The state’s cast of characters, perhaps unsurprisingly, are drawn somewhat less vividly in American Anarchy than the agitators they faced. But in their crackdowns and institutional flexing—as well as their stumbles and the odd heroic reversal (Louis F. Post!)—we glean how the state’s agents were shape-shifting in response to pressure. The government apparatus that Goldman ranged herself against in the 1890s was a different beast than the one she faced during World War I. Willrich persuasively argues that some of this transformation can be laid at the feet of anarchists themselves. They were provocateurs twice over, first inciting officials to respond to the threat that they posed; then provoking a backlash to the state’s overreach.
What Willrich brilliantly exposes is the intense improvisation on both sides of this struggle. Anarchists and the early-twentieth-century state sharpened their tactics, and honed their arguments, on each other. Emma Goldman learned the law, entrusted her principles and her liberty to a lawyer pledged to the Constitution, and found channels for advertising anarchist beliefs within the U.S. justice system.
Her foes innovated too. “Are we to understand she is on trial for her opinions?” (p. 82) demanded an affronted New York World regarding Goldman’s incitement to riot charge in 1893. The notion that immigration laws, and the tool of deportation specifically, could be used to banish heterodox views was an extremist position in the waning years of the nineteenth century. Lawmakers of that era, Willrich writes, “stopped short of excluding immigrants for the ideas in their heads” (p. 85). But intolerance for anarchist opinions—and tolerance for using any means necessary, including deportation, to quash them—had become mainstream by 1918. In the pitched battle over radical political activity of the early twentieth century, then, we see the co-development of state and society, federal power and individual legal claims.
American Anarchy reveals the on-the-ground, hand-to-hand combat over the boundaries of modern social regulation—in courtrooms, pamphlets, public oratory, editorials, and legal rulings. Radicals found space to criticize police tactics, to expose prison abuses, and even to prompt questions about whether the actual danger to American freedoms came from anarchists or, rather, the authoritarian response to them. Of course, the contest was not even remotely symmetrical: the preponderance of power was always with the government. Still, radicals occasionally gained the upper hand. The young Bureau of Investigation was poorly staffed and amateurish, mostly confined to chasing rumors and stuffing files. Anarchists, on the other hand, had a network that could orchestrate a cloud of thousands of anti-government pamphlets lofting down simultaneously from New York rooftops.

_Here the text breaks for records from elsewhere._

impl<H, S, F> ServerBuilder<H, S, F>
where
    H: Handler<S>,
    S: ConnectionData,
    F: ConnectionFilter,
{
    /// Sets the TCP listener that the server will use to accept connections.
    ///
    /// **This is a required component.**
    ///
    /// # Examples
    ///
    /// ```no_run
    /// # httpcore::impt_default_handler!{ MyStruct }
    /// # #[tokio::main]
    /// # async fn main() {
    /// use tokio::net::TcpListener;
    /// use httpcore::Server;
    ///
    /// let server = Server::builder()
    ///     .listener(TcpListener::bind("127.0.0.1:8080").await.unwrap())
    ///     .handler(MyStruct) // structure with Handler implementation
    ///     .build();
    /// # }
    /// ```
    #[inline(always)]
    pub fn listener(mut self, listener: TcpListener) -> Self {
        self.listener = Some(listener);
        self
    }

    /// Sets the request handler that will process incoming requests.
    ///
    /// **This is a required component.**
    ///
    /// # Examples
    ///
    /// ```no_run
    /// use httpcore::{Server, Handler, Request, Response, Handled, StatusCode};
    /// use tokio::net::TcpListener;
    ///
    /// struct MyStruct;
    ///
    /// impl Handler for MyStruct {
    ///     async fn handle(&self, _: &mut (), _: &Request, resp: &mut Response) -> Handled {
    ///         resp.status(StatusCode::Ok).body("Hello World!")
    ///     }
    /// }
    ///
    /// # #[tokio::main]
    /// # async fn main() {
    /// let server = Server::builder()
    ///     .listener(TcpListener::bind("127.0.0.1:8080").await.unwrap())
    ///     .handler(MyStruct)
    ///     .build();
    /// # }
    /// ```
    #[inline(always)]
    pub fn handler(mut self, handler: H) -> Self {
        self.handler = Some(Arc::new(handler));
        self
    }

    /// Installs a connection filter to check incoming TCP connections
    /// before using it.
    ///
    /// Allows early rejection of unwanted IP addresses (before the
    /// first read). Can be used for DDoS protection, geobanning, etc.
    ///
    /// For more information, see [ConnectionFilter](crate::ConnectionFilter)
    ///
    /// # Examples
    ///
    /// ```no_run
    /// # httpcore::impt_default_handler!{ MyStruct }
    /// use tokio::net::TcpListener;
    /// use std::net::SocketAddr;
    /// use httpcore::{ConnectionFilter, Server};
    ///
    /// struct MyConnFilter {
    ///     blacklist: Vec<SocketAddr>
    /// }
    ///
    /// impl ConnectionFilter for MyConnFilter {
    ///     fn filter(
    ///         &self, client_addr: SocketAddr, _: SocketAddr, err_resp: &mut Response
    ///     ) -> Result<(), Handled> {
    ///         if self.blacklist.contains(&client_addr) {
    ///             Err(err_resp
    ///                 .status(StatusCode::Forbidden)
    ///                 .body(b"Your IP is permanently banned"))
    ///         } else {
    ///             Ok(())
    ///         }
    ///     }
    /// }
    ///
    /// # #[tokio::main]
    /// # async fn main() {
    /// let filter = MyConnFilter {
    ///     blacklist: vec![
    ///         "192.0.2.1".parse().unwrap(),
    ///         "198.51.100.1".parse().unwrap(),
    ///         "203.0.113.1".parse().unwrap(),
    ///         "10.0.0.1".parse().unwrap(),
    ///     ]
    /// };
    ///
    /// let server = Server::builder()
    ///     .listener(TcpListener::bind("127.0.0.1:8080").await.unwrap())
    ///     .handler(MyStruct) // structure with Handler implementation
    ///     .conn_filter(filter)
    ///     .build();
    /// # }
    /// ```
    #[inline(always)]
    pub fn conn_filter<NewF>(self, filter: NewF) -> ServerBuilder<H, S, NewF>
    where
        NewF: ConnectionFilter,
    {
        ServerBuilder {
            listener: self.listener,
            handler: self.handler,
            connection_filter: Arc::new(filter),
            _marker: self._marker,
            server_limits: self.server_limits,
            request_limits: self.request_limits,
            response_limits: self.response_limits,
            connection_limits: self.connection_limits,
        }
    }

    /// Configures request parsing and processing limits.
    ///
    /// # Examples
    ///
    /// ```no_run
    /// # httpcore::impt_default_handler!{ MyStruct }
    /// # #[tokio::main]
    /// # async fn main() {
    /// use httpcore::{Server, limits::ServerLimits};
    /// use tokio::net::TcpListener;
    /// use std::time::Duration;
    ///
    /// let server = Server::builder()
    ///     .listener(TcpListener::bind("127.0.0.1:8080").await.unwrap())
    ///     .handler(MyStruct) // structure with Handler implementation
    ///     .server_limits(ServerLimits {
    ///         // Your changes
    ///         max_connections: 2500,
    ///         max_pending_connections: 10000,
    ///         ..ServerLimits::default() // Required line
    ///     })
    ///     .build();
    /// # }
    /// ```
    #[inline(always)]
    pub fn server_limits(mut self, limits: ServerLimits) -> Self {
        self.server_limits = Some(limits);
        self
    }

    /// Configures request parsing and processing limits.
    ///
    /// # Examples
    ///
    /// ```no_run
    /// # httpcore::impt_default_handler!{ MyStruct }
    /// # #[tokio::main]
    /// # async fn main() {
    /// use httpcore::{Server, limits::ConnLimits};
    /// use tokio::net::TcpListener;
    /// use std::time::Duration;
    ///
    /// let server = Server::builder()
    ///     .listener(TcpListener::bind("127.0.0.1:8080").await.unwrap())
    ///     .handler(MyStruct) // structure with Handler implementation
    ///     .connection_limits(ConnLimits {
    ///         // Your changes
    ///         keep_alive_timeout: Duration::from_secs(30),
    ///         socket_write_timeout: Duration::from_secs(2),
    ///         connection_lifetime: Duration::from_secs(200),
    ///         ..ConnLimits::default() // Required line
    ///     })
    ///     .build();
    /// # }
    /// ```
    #[inline(always)]
    pub fn connection_limits(mut self, limits: ConnLimits) -> Self {
        self.connection_limits = Some(limits);
        self
    }

    /// Configures request parsing and processing limits.
    ///
    /// # Examples
    ///
    /// ```no_run
    /// # httpcore::impt_default_handler!{ MyStruct }
    /// # #[tokio::main]
    /// # async fn main() {
    /// use httpcore::{Server, limits::ReqLimits};
    /// use tokio::net::TcpListener;
    ///
    /// let server = Server::builder()
    ///     .listener(TcpListener::bind("127.0.0.1:8080").await.unwrap())
    ///     .handler(MyStruct) // structure with Handler implementation
    ///     .request_limits(ReqLimits {
    ///         // Your changes
    ///         url_size: 1024,
    ///         url_query_parts: 32,
    ///         url_parts: 20,
    ///         ..ReqLimits::default() // Required line
    ///     })
    ///     .build();
    /// # }
    /// ```
    #[inline(always)]
    pub fn request_limits(mut self, limits: ReqLimits) -> Self {
        self.request_limits = Some(limits);
        self
    }

    /// Configures response processing limits.
    ///
    /// # Examples
    ///
    /// ```no_run
    /// # httpcore::impt_default_handler!{ MyStruct }
    /// # #[tokio::main]
    /// # async fn main() {
    /// use httpcore::{Server, limits::RespLimits};
    /// use tokio::net::TcpListener;
    ///
    /// let server = Server::builder()
    ///     .listener(TcpListener::bind("127.0.0.1:8080").await.unwrap())
    ///     .handler(MyStruct) // structure with Handler implementation
    ///     .response_limits(RespLimits {
    ///         // Your changes
    ///         default_capacity: 1024,
    ///         max_capacity: 4096,
    ///         ..RespLimits::default() // Required line
    ///     })
    ///     .build();
    /// # }
    /// ```
    #[inline(always)]
    pub fn response_limits(mut self, limits: RespLimits) -> Self {
        self.response_limits = Some(limits);
        self
    }

    /// Finalizes the builder and constructs a [`Server`] instance.
    ///
    /// # Panics
    ///
    /// Error messages:
    /// - ``The `listener` method must be called to create``
    /// - ``The `handler` method must be called to create``
    ///
    /// Panics when:
    /// - The `listener` method was not called.
    /// - The `handler` method was not called.
    ///
    /// # Examples
    ///
    /// ```no_run
    /// # httpcore::impt_default_handler!{ MyStruct }
    /// # #[tokio::main]
    /// # async fn main() {
    /// use tokio::net::TcpListener;
    /// use httpcore::Server;
    ///
    /// let server = Server::builder()
    ///     .listener(TcpListener::bind("127.0.0.1:8080").await.unwrap())
    ///     .handler(MyStruct) // structure with Handler implementation
    ///     .build();
    ///
    /// // Yes, 3 identical examples, for you, in case you suddenly get lost :)
    /// #
    /// # // No, really. Documentation can be difficult for beginners.
    /// # }
    /// ```
    #[inline]
    #[track_caller]
    pub fn build(self) -> Server {
        let (listener, handler, filter, limits) = self.get_all_parts();

        let stream_queue = Arc::new(SegQueue::new());
        let error_queue = Arc::new(SegQueue::new());

        for _ in 0..limits.0.max_connections {
            Self::spawn_worker(&stream_queue, &limits, &filter, &handler);
        }
        match limits.0.count_503_handlers {
            0 => Self::spawn_alarmist(&error_queue, &limits, false),
            n => {
                for _ in 0..n {
                    Self::spawn_alarmist(&error_queue, &limits, true);
                }
            }
        }

        Server {
            listener,
            stream_queue,
            error_queue,
            server_limits: limits.0,
        }
    }

    /// Spawns one persistent worker owning a single [`HttpConnection`] slot.
    ///
    /// The worker never exits: it pulls the next accepted socket off
    /// `queue`, runs the filter, then drives the HTTP/1.1 request loop over
    /// it to completion before looping back for the next one. `max_connections`
    /// workers means `max_connections` sockets handled concurrently, no more.
    #[inline]
    fn spawn_worker(queue: &TcpQueue, limits: &AllLimits, filter: &Arc<F>, handler: &Arc<H>) {
        let queue = queue.clone();
        let filter = filter.clone();
        let mut conn = HttpConnection::new(handler.clone(), limits.clone());

        tokio::spawn(async move {
            loop {
                let (mut stream, addr) =
                    Server::get_stream(&queue, &conn.server_limits.wait_strategy).await;

                let Ok(local_addr) = stream.local_addr() else {
                    continue;
                };

                if filter.filter(addr, local_addr, &mut conn.response).is_err()
                    || filter
                        .filter_async(addr, local_addr, &mut conn.response)
                        .await
                        .is_err()
                {
                    let _ = conn
                        .conn_limits
                        .write_bytes(&mut stream, conn.response.buffer())
                        .await;

                    conn.response.reset(&conn.resp_limits);
                    continue;
                }

                let _ = conn.run(&mut stream, addr).await;
            }
        });
    }

    /// Drains the overflow queue that [`Server::launch`] spills into once
    /// `max_pending_connections` is reached.
    ///
    /// With `respond: true` each drained socket gets a precompiled `503`
    /// before the connection is dropped; with `false` it's dropped silently.
    /// Plain drops are cheaper, so a deployment under sustained overload can
    /// opt out of spending write syscalls on connections it's already
    /// shedding.
    #[inline]
    fn spawn_alarmist(queue: &TcpQueue, limits: &AllLimits, respond: bool) {
        let queue = queue.clone();
        let (server_limits, conn_limits, ..) = limits.clone();

        tokio::spawn(async move {
            loop {
                let (mut stream, _) =
                    Server::get_stream(&queue, &server_limits.wait_strategy).await;

                if respond {
                    let _ = conn_limits
                        .send_error(
                            &mut stream,
                            ErrorKind::ServiceUnavailable,
                            server_limits.json_errors,
                        )
                        .await;
                } else {
                    drop(stream);
                }
            }
        });
    }

    #[inline]
    #[track_caller]
    fn get_all_parts(self) -> (TcpListener, Arc<H>, Arc<F>, AllLimits) {
        (
            self.listener
                .expect("The `listener` method must be called to create"),
            self.handler
                .expect("The `handler` method must be called to create"),
            self.connection_filter,
            (
                self.server_limits.clone().unwrap_or_default(),
                self.connection_limits.clone().unwrap_or_default(),
                self.request_limits
                    .clone()
                    .unwrap_or_default()
                    .precalculate(),
                self.response_limits.clone().unwrap_or_default(),
            ),
        )
    }
}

The conclusion to draw is not that anarchists could have won. Rather, it’s something that may today seem just as improbable: that there is reason to distrust the solidity of the “surveillance state”—its coherence, its sure-footedness, its immovability. Historians and laypeople alike have, understandably, invested that construct with enormous force. Michael Willrich helps us to see it freshly, as something still unsettled and unfinished as recently as the dawn of the last century.